I don't think I really see myself as nonbinary although that label can absolutely fit someone like me. I see myself more so as a cis woman who just happens to have a stronger masculine side, like the animus. I also have a very strong feminine side. I feel like I'm a combination of both extreme femininity and masculinity, but that ultimately my gender is female. But I used to think I was a binary trans man, cause I pushed away my fem side. So I took T and had top surgery.
At this point I can say I still love most of the changes I got from T, especially my deep voice, facial hair, face shape changes, hand hair and my bottom growth. I don't mind being hairy in general, but I mostly just shrug about that detail. I went off the T but mostly just because I wanted to connect to my body's natural hormones again, and to be able to cry again. So it's more for the psychological changes than to reverse anything physical. I don't regret testosterone. If anything it made me an even more beautiful, androgynous woman. It just took me a moment to see that, but now I do.

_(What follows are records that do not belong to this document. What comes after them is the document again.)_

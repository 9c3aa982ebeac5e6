// 该文件是 Jinyi （锦衣） 项目的一部分。
// src/lib.rs - 库主文件
//
// 本文件根据 Apache 许可证第 2.0 版（以下简称“许可证”）授权使用；
// 除非遵守该许可证条款，否则您不得使用本文件。
// 您可通过以下网址获取许可证副本：
// http://www.apache.org/licenses/LICENSE-2.0
// 除非适用法律要求或书面同意，根据本许可协议分发的软件均按“原样”提供，
// 不附带任何形式的明示或暗示的保证或条件。
// 有关许可权限与限制的具体条款，请参阅本许可协议。
//
// Copyright (C) 2026 Johann Li <me@qinka.pro>, Wareless Group

use std::path::{Path, PathBuf};

pub mod frame;
pub mod input;
pub mod luxury;
pub mod model;
pub mod output;
pub mod task;

pub trait FromUrl {
  type Error;
  fn from_url(url: &url::Url) -> Result<Self, Self::Error>
  where
    Self: Sized;
}

pub trait FromUrlWithScheme: FromUrl {
  const SCHEME: &'static str;
}

/// 命令行中的位置：带方案的 URL，或原样使用的文件路径
#[derive(Debug, Clone, PartialEq)]
pub enum Location {
  Url(url::Url),
  Path(PathBuf),
}

impl Location {
  /// 已存在的文件总按路径处理；否则带方案的参数视为 URL，其余视为路径。
  /// 路径不经过 URL 编码，`#`、`?`、`%` 都是文件名的一部分
  pub fn parse(value: &str) -> Self {
    if Path::new(value).exists() {
      return Location::Path(PathBuf::from(value));
    }
    match url::Url::parse(value) {
      // 单字母方案是 Windows 盘符，按路径处理
      Ok(url) if url.scheme().len() > 1 => Location::Url(url),
      _ => Location::Path(PathBuf::from(value)),
    }
  }
}

/// 既能由 URL 构造，也能直接由文件路径构造
pub trait FromPath: FromUrl {
  fn from_path(path: PathBuf) -> Result<Self, Self::Error>
  where
    Self: Sized;

  fn from_location(location: Location) -> Result<Self, Self::Error>
  where
    Self: Sized,
  {
    match location {
      Location::Url(url) => Self::from_url(&url),
      Location::Path(path) => Self::from_path(path),
    }
  }
}

/// 取出 URL 指向的文件路径，兼容 `scheme:relative/path` 与 `scheme:///abs/path`
pub fn url_file_path(url: &url::Url) -> String {
  urlencoding::decode(url.path())
    .map(|path| path.into_owned())
    .unwrap_or_else(|_| url.path().to_string())
}
// 该文件是 Jinyi （锦衣） 项目的一部分。
// src/main.rs - 项目主程序
//
// 本文件根据 Apache 许可证第 2.0 版（以下简称“许可证”）授权使用；
// 除非遵守该许可证条款，否则您不得使用本文件。
// 您可通过以下网址获取许可证副本：
// http://www.apache.org/licenses/LICENSE-2.0
// 除非适用法律要求或书面同意，根据本许可协议分发的软件均按“原样”提供，
// 不附带任何形式的明示或暗示的保证或条件。
// 有关许可权限与限制的具体条款，请参阅本许可协议。
//
// Copyright (C) 2026 Johann Li <me@qinka.pro>, Wareless Group

mod args;

use anyhow::Result;
use clap::Parser;
use tracing::info;

use jinyi::{
  FromPath, Location,
  input::InputWrapper,
  model::FashionpediaBuilder,
  output::OutputWrapper,
  task::{AnalyzeTask, Task},
};

fn main() -> Result<()> {
  let args = args::Args::parse();

  // 标准输出只留给 JSON 结果
  tracing_subscriber::fmt()
    .with_writer(std::io::stderr)
    .with_max_level(args.log_level)
    .init();

  info!("模型: {}", args.model);
  info!("输入图像: {}", args.image);
  info!("输出: {:?}", args.output);

  // 纯路径原样使用，不经过 URL 编码
  let model = FashionpediaBuilder::from_location(Location::parse(&args.model))?.build()?;
  let input = InputWrapper::from_location(Location::parse(&args.image))?;

  let mut outputs = Vec::with_capacity(args.output.len());
  for output in &args.output {
    outputs.push(OutputWrapper::from_location(Location::parse(output))?);
  }

  AnalyzeTask::default()
    .with_luxury(args.luxury)
    .run_task(input, model, outputs)
}
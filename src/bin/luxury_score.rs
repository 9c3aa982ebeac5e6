// 该文件是 Jinyi （锦衣） 项目的一部分。
// src/bin/luxury_score.rs - 对已有分析结果评估奢华度
//
// 本文件根据 Apache 许可证第 2.0 版（以下简称“许可证”）授权使用；
// 除非遵守该许可证条款，否则您不得使用本文件。
// 您可通过以下网址获取许可证副本：
// http://www.apache.org/licenses/LICENSE-2.0
// 除非适用法律要求或书面同意，根据本许可协议分发的软件均按“原样”提供，
// 不附带任何形式的明示或暗示的保证或条件。
// 有关许可权限与限制的具体条款，请参阅本许可协议。
//
// Copyright (C) 2026 Johann Li <me@qinka.pro>, Wareless Group

use std::path::PathBuf;

use anyhow::Result;
use clap::Parser;
use tracing::info;

use jinyi::{input::AnalysisSource, luxury::extract_luxury_indicators, output::JsonOutput};

/// 读取 jinyi 输出的分析 JSON，输出奢华度评估
#[derive(Parser, Debug)]
#[command(author, version, about, long_about = None)]
pub struct Args {
  /// 分析结果文件，省略或为 `-` 时读取标准输入
  #[arg(value_name = "ANALYSIS")]
  pub analysis: Option<PathBuf>,

  /// 日志级别，日志写到标准错误
  #[arg(long, default_value = "warn", value_name = "LEVEL")]
  pub log_level: tracing::Level,
}

fn main() -> Result<()> {
  let args = Args::parse();

  tracing_subscriber::fmt()
    .with_writer(std::io::stderr)
    .with_max_level(args.log_level)
    .init();

  let analysis = AnalysisSource::from(args.analysis)
    .read_analysis(std::io::stdin().lock())?;
  info!("读取到 {} 件服装", analysis.garments.len());

  let assessment = extract_luxury_indicators(&analysis);
  info!(
    "奢华度: {} ({})",
    assessment.luxury_score, assessment.quality_tier
  );

  JsonOutput::stdout().write_json(&assessment)?;
  Ok(())
}
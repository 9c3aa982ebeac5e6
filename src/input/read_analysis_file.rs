// 该文件是 Jinyi （锦衣） 项目的一部分。
// src/input/read_analysis_file.rs - 分析结果输入
//
// 本文件根据 Apache 许可证第 2.0 版（以下简称“许可证”）授权使用；
// 除非遵守该许可证条款，否则您不得使用本文件。
// 您可通过以下网址获取许可证副本：
// http://www.apache.org/licenses/LICENSE-2.0
// 除非适用法律要求或书面同意，根据本许可协议分发的软件均按“原样”提供，
// 不附带任何形式的明示或暗示的保证或条件。
// 有关许可权限与限制的具体条款，请参阅本许可协议。
//
// Copyright (C) 2026 Johann Li <me@qinka.pro>, Wareless Group

use std::{
  fs::File,
  io::{BufReader, Read},
  path::PathBuf,
};

use thiserror::Error;
use tracing::debug;

use crate::model::Analysis;

const STDIN_PATH: &str = "-";

#[derive(Error, Debug)]
pub enum ReadAnalysisError {
  #[error("无法读取分析结果 {0}: {1}")]
  IoError(String, #[source] std::io::Error),
  #[error("分析结果格式错误: {0}")]
  ParseError(#[from] serde_json::Error),
}

/// 分析结果来源：文件，省略或为 `-` 时为标准输入
#[derive(Debug, Clone, PartialEq, Eq)]
pub enum AnalysisSource {
  Stdin,
  File(PathBuf),
}

impl From<Option<PathBuf>> for AnalysisSource {
  fn from(path: Option<PathBuf>) -> Self {
    match path {
      Some(path) if path.as_os_str() != STDIN_PATH => AnalysisSource::File(path),
      _ => AnalysisSource::Stdin,
    }
  }
}

impl AnalysisSource {
  /// 读取分析结果；来源为标准输入时从 `stdin` 读取
  pub fn read_analysis<R: Read>(&self, stdin: R) -> Result<Analysis, ReadAnalysisError> {
    let analysis: Analysis = match self {
      AnalysisSource::Stdin => serde_json::from_reader(BufReader::new(stdin))?,
      AnalysisSource::File(path) => {
        let file = File::open(path)
          .map_err(|e| ReadAnalysisError::IoError(path.display().to_string(), e))?;
        serde_json::from_reader(BufReader::new(file))?
      }
    };
    debug!("读取到 {} 件服装", analysis.garments.len());
    Ok(analysis)
  }
}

As for my chest however... well, that's where the crying comes in. I should not have had top surgery. I regret it horribly, I miss my breasts a lot and my grief is overwhelming. It's a little close to heart, both literally and figuratively. I even struggle to joke about it, and I always like joking about my misery to feel better about it. So this is affecting me real bad. But luckily it's the only part of my body I have an actual issue with now. I used to think I had dysphoria but was mistaken and misdiagnosed. The dysmorphia I actually had I managed to treat and even cure myself of. So I feel connected to most of my body as it is now, male, female, whatevers, it's my body and I love it, but apparently my healing skills don't cover missing limbs. I can't connect to my chest at all. I don't hate it though, just sad.
I know that actually "reversing" a top surgery is not technically possible and I do worry a bit about what kind of results I could be expecting of getting a breast reconstruction, but it honestly feels like my only hope so I'll take my chances and hope it becomes something I can work with. But even despite that, I'm looking forward to new breasts really a lot. Perhaps I can view it as a fresh start, of sorts. I've researched it a bit so far but also it's really painful to read up about, so it's going a little slowly. I've got time though.